Saturday, April 29, 2006

Guest Rant: Greg's Pre-E3 Madness

With Tom wrapping up school and myself too busy making sure our E3 is jam-packed with behind-closed-doors goodness, the updating duties have once again fallen on our good buddy Greg, who catches us up to speed nicely on everything I probably should have been talking about over the last week. Enjoy!

"They took simple common sense ideas, plugged them into high technology, and put them out into the world. The tag line should have been 'Wii have nothing to lose'. Right about now Nintendo is the only one playing that way. The only one throwing caution and conventional wisdom to the wind and changing everything that has been known about games (that they revolutionized themselves once not so long ago) in and to truly bring gaming home not just to the mainstream, but to the whole world. You know that old lady down the street with the bad breath? Wii want her. The guy with only one hand who can't use a Dual Shock? Wii want him. That Congresswoman who has probably never had a meaningful gaming experience in her life? Wii really want her. How do wii get them? Just like Tom said - by stepping out of the spotlight that Sony and Microsoft are wrestling for and creating a totally different arena to play in where there is no competition; in the way you interact with it and what you call it. Walkman, iPod, Google, Wii. These are all stupid names. But when they stop being just a name and become a cultural buzz word nobody remembers how stupid they initially sounded. They took simple common sense ideas, plugged them into new technology, and put them out into the world in a slick sexy package, adding new words to our language on the way. Wii could be in for something really big here.

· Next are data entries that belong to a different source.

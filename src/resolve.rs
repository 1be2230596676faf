// Visual parameter resolution: interpolation between endpoints, fade-in, and damped follow.

use glam::Vec3;

/// Reference frame rate the per-frame follow factors were tuned at.
const REFERENCE_FPS: f32 = 60.0;

pub fn lerp(a: f32, b: f32, t: f32) -> f32 {
    a + (b - a) * t
}

pub fn lerp_vec3(a: Vec3, b: Vec3, t: f32) -> Vec3 {
    a + (b - a) * t
}

/// Opacity that reaches `target` after `1 / speed` of the travel.
pub fn fade_in(target: f32, progress: f32, speed: f32) -> f32 {
    (target * (progress * speed).min(1.0)).clamp(0.0, 1.0)
}

/// Blend factor for a follow that moves `factor` of the remaining gap per 60 Hz frame.
///
/// At exactly 1/60 s this equals `factor`, so tuning carries over from fixed-step code.
pub fn follow_alpha(factor: f32, delta_time: f32) -> f32 {
    if delta_time <= 0.0 {
        return 0.0;
    }
    let factor = factor.clamp(0.0, 1.0);
    1.0 - (1.0 - factor).powf(delta_time * REFERENCE_FPS)
}

pub fn damp(current: f32, target: f32, factor: f32, delta_time: f32) -> f32 {
    lerp(current, target, follow_alpha(factor, delta_time))
}

pub fn damp_vec3(current: Vec3, target: Vec3, factor: f32, delta_time: f32) -> Vec3 {
    lerp_vec3(current, target, follow_alpha(factor, delta_time))
}

#[cfg(test)]
mod tests {
    use super::*;
    use proptest::prelude::*;

    #[test]
    fn lerp_endpoints() {
        assert_eq!(lerp(-5.0, 0.0, 0.0), -5.0);
        assert_eq!(lerp(-5.0, 0.0, 1.0), 0.0);
        assert!((lerp(0.8, 1.0, 0.5) - 0.9).abs() < 1e-6);
    }

    #[test]
    fn lerp_vec3_midpoint() {
        let mid = lerp_vec3(Vec3::new(80.0, -75.0, 30.0), Vec3::new(50.0, -180.0, 180.0), 0.5);
        assert!((mid - Vec3::new(65.0, -127.5, 105.0)).length() < 1e-4);
    }

    #[test]
    fn fade_in_saturates_at_half_travel() {
        assert_eq!(fade_in(0.8, 0.0, 2.0), 0.0);
        assert!((fade_in(0.8, 0.25, 2.0) - 0.4).abs() < 1e-6);
        assert_eq!(fade_in(0.8, 0.5, 2.0), 0.8);
        assert_eq!(fade_in(0.8, 1.0, 2.0), 0.8);
    }

    #[test]
    fn fade_in_clamps_overbright_targets() {
        assert_eq!(fade_in(1.5, 1.0, 2.0), 1.0);
    }

    #[test]
    fn follow_matches_fixed_step_at_sixty_hz() {
        assert!((follow_alpha(0.06, 1.0 / 60.0) - 0.06).abs() < 1e-5);
        assert!((damp(0.0, 10.0, 0.1, 1.0 / 60.0) - 1.0).abs() < 1e-4);
    }

    #[test]
    fn follow_is_frame_rate_independent() {
        let mut at_60 = 0.0;
        for _ in 0..60 {
            at_60 = damp(at_60, 1.0, 0.05, 1.0 / 60.0);
        }
        let mut at_120 = 0.0;
        for _ in 0..120 {
            at_120 = damp(at_120, 1.0, 0.05, 1.0 / 120.0);
        }
        assert!((at_60 - at_120).abs() < 1e-3);
    }

    #[test]
    fn zero_delta_holds_position() {
        assert_eq!(damp(3.0, 10.0, 0.5, 0.0), 3.0);
    }

    proptest! {
        #[test]
        fn lerp_is_pure(a in -500.0f32..500.0, b in -500.0f32..500.0, t in 0.0f32..=1.0) {
            prop_assert_eq!(lerp(a, b, t), lerp(a, b, t));
            let lo = a.min(b) - 1e-3;
            let hi = a.max(b) + 1e-3;
            let v = lerp(a, b, t);
            prop_assert!(v >= lo && v <= hi);
        }

        #[test]
        fn fade_in_is_unit_bounded(target in 0.0f32..=1.0, p in 0.0f32..=1.0) {
            let v = fade_in(target, p, 2.0);
            prop_assert!((0.0..=target).contains(&v));
        }
    }
}
// Candle flicker: the only effect driven by wall-clock time instead of scroll.

use glam::Vec3;
use rand::rngs::SmallRng;
use rand::{Rng, SeedableRng};
use serde::{Deserialize, Serialize};

#[derive(Debug, Clone, Copy, PartialEq, Serialize, Deserialize)]
pub struct CandleSettings {
    pub position: Vec3,
    pub intensity: f32,
}

pub(crate) fn default_candles() -> Vec<CandleSettings> {
    vec![
        CandleSettings {
            position: Vec3::new(-8.0, -4.0, 5.0),
            intensity: 1.5,
        },
        CandleSettings {
            position: Vec3::new(8.0, -4.0, 5.0),
            intensity: 1.5,
        },
        CandleSettings {
            position: Vec3::new(0.0, -4.0, -8.0),
            intensity: 1.0,
        },
    ]
}

/// A point light whose intensity wobbles around a fixed base.
pub struct CandleLight {
    settings: CandleSettings,
    rng: SmallRng,
}

impl CandleLight {
    pub fn new(settings: CandleSettings, seed: u64) -> Self {
        CandleLight {
            settings,
            rng: SmallRng::seed_from_u64(seed),
        }
    }

    pub fn position(&self) -> Vec3 {
        self.settings.position
    }

    /// `base + sin(10e)·0.1 + sin(15e)·0.05 + noise·0.05` for elapsed seconds `e`.
    pub fn intensity(&mut self, elapsed: f32) -> f32 {
        let noise: f32 = self.rng.gen();
        self.settings.intensity + flicker(elapsed, noise)
    }
}

/// Additive flicker term; `noise` in [0, 1).
pub fn flicker(elapsed: f32, noise: f32) -> f32 {
    (elapsed * 10.0).sin() * 0.1 + (elapsed * 15.0).sin() * 0.05 + noise * 0.05
}

#[cfg(test)]
mod tests {
    use super::*;

    #[test]
    fn flicker_is_bounded() {
        for i in 0..1000 {
            let e = i as f32 * 0.013;
            let f = flicker(e, 0.999);
            assert!((-0.15..=0.2).contains(&f), "flicker({}) = {}", e, f);
        }
    }

    #[test]
    fn intensity_wobbles_around_base() {
        let mut candle = CandleLight::new(default_candles()[0], 7);
        let samples: Vec<f32> = (0..120).map(|i| candle.intensity(i as f32 / 60.0)).collect();
        assert!(samples.iter().all(|&v| (1.35..=1.7).contains(&v)));
        let distinct = samples.windows(2).filter(|w| w[0] != w[1]).count();
        assert!(distinct > 100);
    }

    #[test]
    fn same_seed_same_sequence() {
        let mut a = CandleLight::new(default_candles()[2], 42);
        let mut b = CandleLight::new(default_candles()[2], 42);
        for i in 0..10 {
            let e = i as f32 * 0.1;
            assert_eq!(a.intensity(e), b.intensity(e));
        }
    }
}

Moving on. I am a little shocked that there has been no mention of the single most compelling reason to buy a PSP. If Mario and Sonic spawned an offspring that got delivered at a hospital in the city from the first Katamari Damacy it could only be named Loco Roco. Oh my God. Half the time I had a huge smile on my face. The other half of the time I was giggling like a four year old at Halloween. Waking up the moon is one of the most delightful things I've ever experienced in a game. If you know what I mean, great. If you don't, borrow somebody's PSP and download this demo. You'll be singing along in a language you don't understand in no time. I still am.

Speaking of downloading, I've watched that new Lost Planet trailer on 360 more times than I can count. It looks like Capcom has jammed a ton of crazy action into this one. We get a demo on May 9th for the game that's not scheduled to be around until 07 sometime. How is this possible you ask? Through the magic of E3. Thanks to Microsoft all of us who can't make it this year will be getting a taste through our 360s in the comfort and privacy of our own Internet connections. MS is promising to get as much content up on Marketplace as they possibly can during the show, and I'd be willing to bet that this two minute Halo 3 teaser will be up and in HD pretty quickly too. It seems like it's Microsoft's stance to make things as transparent as possible, to show the rest of us what's really going on. As impressive as Sony's video showcase was last year, I was more impressed by the balls MS had in showing games that were nowhere near ready for prime time. I found it more exciting because these were real games that were really coming that people were really playing, and however they looked I knew they would end up looking even better when they released. A much different perspective from the ongoing debate over whether Killzone 2 is even possible. For the record, graphical fidelity? You betcha. Actually playing a game where the camera moves like that at all the right times? Probably not. Point is, Live Marketplace is cooler than the coolest kid you went to high school with.

One last bit about Wii. Sadness from unknown developer Nibris has got me totally interested. In case you haven't heard, it's a WWI horror game done all in black and white. Fine, we've seen this sort of thing before, get on with it already. But when discussing how they'll be using the Wii controller they gave three examples: Swing the controller to toss a rope so you can swing across a gap. As a torch to keep nasty snakes at bay. As a piece of glass to cut some baddie's throat. It's this last bit that has my attention, and if this actually ships as a part of the game I'm sure it will get a lot more attention. The knee jerk reaction is "that's disgusting and now that the violence is more realistic there will be even more killer twelve year olds." I think that it could be an enormous leap forward in the maturity of video games. For years random deaths of faceless enemies has been relegated to the A or X buttons. With Dreamcast and Xbox we stepped up to triggers to deepen our immersion. Still an easy maneuver to pull off and execute some poor schlub while reaching for you Doritos. Not this time. Now you actually have a physical investment in the action. If they pull this off well, I'm guessing that this will be one of the most disturbing things anyone has done in a game. We've all seen the insane creatures and settings from Silent Hill and the hopped-up lunatics in Condemned, but to manually perform an action to end a virtual life has my skin crawling. To me this is the next huge step towards emotional involvement, like choosing your brother or your girlfriend in Advent Rising, then having to watch the consequences. Only a much, much larger step."